# Nussan Murano 2018 Backup Camera



## Smoke7 (Dec 12, 2019)

Hello.
I just purchased used Nissan Murano 2018SV and the back up camera on the car is not the greatest camera on the market. I have my old Backup camera with night LED lights I want to replace with. Is anyone know/has a wiring diagram to share with me. The connector I have in my car has only 4 wires to connect to. 
Any help would be greatly appreciated. 
Thank you


----------



## Smoke7 (Dec 12, 2019)

Here is the picture and hand drawing diagram I have in my car.
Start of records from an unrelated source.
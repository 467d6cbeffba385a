//! Service layer for document extraction.
//!
//! This module contains domain logic separated from UI concerns.
//! Services can be used by the CLI, the review TUI, or other interfaces.

pub mod extraction;
pub mod pipeline;

pub use extraction::{Cmd, ExtractionController, ExtractionState, Msg, StepKind, StepStatus};
pub use pipeline::{Pipeline, PipelineResult, StageError};
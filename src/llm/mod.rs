//! LLM integration: chat clients, extraction prompts, and reply parsing.

pub mod client;
pub mod hints;
pub mod prompts;

pub use client::{
    ChatClient, ChatMessage, ChatStream, LlmClient, LlmConfig, LlmError, LlmProvider, StreamChunk,
};
pub use hints::{parse_response, HintParseError, LooseValue};
pub use prompts::{build_prompt, PromptInput, DEFAULT_MAX_CONTENT_CHARS};

#[cfg(test)]
pub(crate) mod testing;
Is this a 5.6V camera?


----------



## Smoke7 (Dec 12, 2019)

Smoke7 said:


> Here is the picture and hand drawing diagram I have in my car. Is this a 5.6V camera?
> View attachment 6160
> View attachment 6161


Never mind, I figured it out. If you have a 5V manufacturer installed backup camera and trying to Install a 12V backup camera just attached your camera to the 12V (+) reverse light wire and (–) ground anywhere closed to the camera, then use white (+) and black (-) from the harness to plug the video cable to your 12V camera(see hand drawing picture). Only the white(+) and black(-) are used, all others are not used on the factory harness.


----------